In my top five films of all time for years!
Tim Streeter | The Great Northwest | 05/26/2007
(5 out of 5 stars)

"I do not usually write reviews for titles I purchase from Amazon but, for this film I will make an exception. This did for Ally Sheedy what Pulp Fiction did for Travolta. More than that, it restored my faith in American Cinema. The three lead performances are simply sublime. The supporting acting and the direction combine to create a fascinating intimacy and wrenching emotional journey that I haven't experienced since "Sundays and Cybele". I could try to express why I think Ms. Sheedy's work is so remarkable but, the performance speaks for itself and is of a whole cloth.
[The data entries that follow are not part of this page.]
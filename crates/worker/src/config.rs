use std::fmt::Display;
use std::path::PathBuf;
use std::str::FromStr;
use std::time::Duration;

use kaleido_core::error::CoreError;
use kaleido_core::report::ProtocolVersion;
use kaleido_core::scope::{self, PlotlyOptions, ScopeRegistry};

/// Worker configuration loaded from environment variables.
#[derive(Debug, Clone)]
pub struct WorkerConfig {
    /// Browser-level DevTools WebSocket URL.
    pub devtools_url: String,
    /// Tabs opened at startup.
    pub tabs: usize,
    /// URL every new tab opens.
    pub page_url: String,
    /// Per-job deadline; `None` when disabled.
    pub job_timeout: Option<Duration>,
    /// Connection attempts before giving up on the browser.
    pub connect_attempts: u32,
    pub protocol: ProtocolVersion,
    /// Scope used when a request names none.
    pub default_scope: String,
    pub plotly: PlotlyOptions,
    pub mermaid_scripts: Vec<PathBuf>,
    /// Submit an internal warm-up job at startup.
    pub warm_up: bool,
    pub log_json: bool,
    /// Reported in every legacy output line.
    pub version: String,
}

/// Errors raised while reading the environment.
#[derive(Debug, thiserror::Error)]
pub enum ConfigError {
    #[error("{0} must be set")]
    Missing(&'static str),

    #[error("{var} has invalid value {value:?}: {reason}")]
    Invalid {
        var: &'static str,
        value: String,
        reason: String,
    },
}

impl WorkerConfig {
    /// Load configuration from the process environment.
    ///
    /// | Env Var                    | Default       |
    /// |----------------------------|---------------|
    /// | `KALEIDO_DEVTOOLS_URL`     | required      |
    /// | `KALEIDO_TABS`             | `1`           |
    /// | `KALEIDO_PAGE_URL`         | `about:blank` |
    /// | `KALEIDO_JOB_TIMEOUT_SECS` | `90` (`0` disables) |
    /// | `KALEIDO_CONNECT_ATTEMPTS` | `10`          |
    /// | `KALEIDO_PROTOCOL`         | `modern`      |
    /// | `KALEIDO_DEFAULT_SCOPE`    | `plotly`      |
    /// | `KALEIDO_PLOTLY_SCRIPTS`   | empty         |
    /// | `KALEIDO_MERMAID_SCRIPTS`  | empty         |
    /// | `KALEIDO_MAPBOX_TOKEN`     | unset         |
    /// | `KALEIDO_TOPOJSON`         | unset         |
    /// | `KALEIDO_WARM_UP`          | `false`       |
    /// | `KALEIDO_LOG_JSON`         | `false`       |
    pub fn from_env() -> Result<Self, ConfigError> {
        Self::from_lookup(|key| std::env::var(key).ok())
    }

    /// Load configuration through `get`, which returns a variable's value
    /// if it is set.
    pub fn from_lookup(get: impl Fn(&str) -> Option<String>) -> Result<Self, ConfigError> {
        let devtools_url = non_empty(&get, "KALEIDO_DEVTOOLS_URL")
            .ok_or(ConfigError::Missing("KALEIDO_DEVTOOLS_URL"))?;
        if !(devtools_url.starts_with("ws://") || devtools_url.starts_with("wss://")) {
            return Err(ConfigError::Invalid {
                var: "KALEIDO_DEVTOOLS_URL",
                value: devtools_url,
                reason: "expected a ws:// or wss:// URL".into(),
            });
        }

        let timeout_secs: u64 = parsed(&get, "KALEIDO_JOB_TIMEOUT_SECS", 90)?;
        let job_timeout = (timeout_secs > 0).then(|| Duration::from_secs(timeout_secs));

        let connect_attempts: u32 = parsed(&get, "KALEIDO_CONNECT_ATTEMPTS", 10)?;
        if connect_attempts == 0 {
            return Err(ConfigError::Invalid {
                var: "KALEIDO_CONNECT_ATTEMPTS",
                value: "0".into(),
                reason: "must be at least 1".into(),
            });
        }

        Ok(Self {
            devtools_url,
            tabs: parsed(&get, "KALEIDO_TABS", 1)?,
            page_url: non_empty(&get, "KALEIDO_PAGE_URL").unwrap_or_else(|| "about:blank".into()),
            job_timeout,
            connect_attempts,
            protocol: parsed(&get, "KALEIDO_PROTOCOL", ProtocolVersion::Modern)?,
            default_scope: non_empty(&get, "KALEIDO_DEFAULT_SCOPE")
                .unwrap_or_else(|| scope::PLOTLY.into()),
            plotly: PlotlyOptions {
                scripts: path_list(&get, "KALEIDO_PLOTLY_SCRIPTS"),
                mapbox_token: non_empty(&get, "KALEIDO_MAPBOX_TOKEN"),
                topojson: non_empty(&get, "KALEIDO_TOPOJSON"),
            },
            mermaid_scripts: path_list(&get, "KALEIDO_MERMAID_SCRIPTS"),
            warm_up: flag(&get, "KALEIDO_WARM_UP")?,
            log_json: flag(&get, "KALEIDO_LOG_JSON")?,
            version: env!("CARGO_PKG_VERSION").to_string(),
        })
    }

    /// Build the built-in scopes from the configured scripts.
    pub fn scope_registry(&self) -> Result<ScopeRegistry, CoreError> {
        let mut registry = ScopeRegistry::new();
        registry.insert(scope::plotly(&self.plotly)?);
        registry.insert(scope::mermaid(&self.mermaid_scripts)?);
        Ok(registry)
    }
}

fn non_empty(get: &impl Fn(&str) -> Option<String>, var: &str) -> Option<String> {
    get(var)
        .map(|v| v.trim().to_string())
        .filter(|v| !v.is_empty())
}

fn parsed<T>(get: &impl Fn(&str) -> Option<String>, var: &'static str, default: T) -> Result<T, ConfigError>
where
    T: FromStr,
    T::Err: Display,
{
    match non_empty(get, var) {
        None => Ok(default),
        Some(value) => value.parse().map_err(|e: T::Err| ConfigError::Invalid {
            var,
            reason: e.to_string(),
            value,
        }),
    }
}

fn flag(get: &impl Fn(&str) -> Option<String>, var: &'static str) -> Result<bool, ConfigError> {
    let Some(value) = non_empty(get, var) else {
        return Ok(false);
    };
    match value.to_ascii_lowercase().as_str() {
        "1" | "true" | "yes" | "on" => Ok(true),
        "0" | "false" | "no" | "off" => Ok(false),
        _ => Err(ConfigError::Invalid {
            var,
            value,
            reason: "expected true or false".into(),
        }),
    }
}

fn path_list(get: &impl Fn(&str) -> Option<String>, var: &str) -> Vec<PathBuf> {
    non_empty(get, var)
        .map(|list| {
            list.split(',')
                .map(str::trim)
                .filter(|s| !s.is_empty())
                .map(PathBuf::from)
                .collect()
        })
        .unwrap_or_default()
}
As Lucy tells Syd in the film, with a wry smile ..."I haven't been deconstructed in a long time" and I will do her the courtesy of refraining here - I only pray that there are other vehicles in Sheedy's future that allow her the same level of transformational self-expression that I felt this afforded her. If you haven't seen this yet DO IT NOW! Then insist everyone you ever met see it too! Lucy, Syd and Greta are characters that will stay with you in the best possible way, for a long time to come."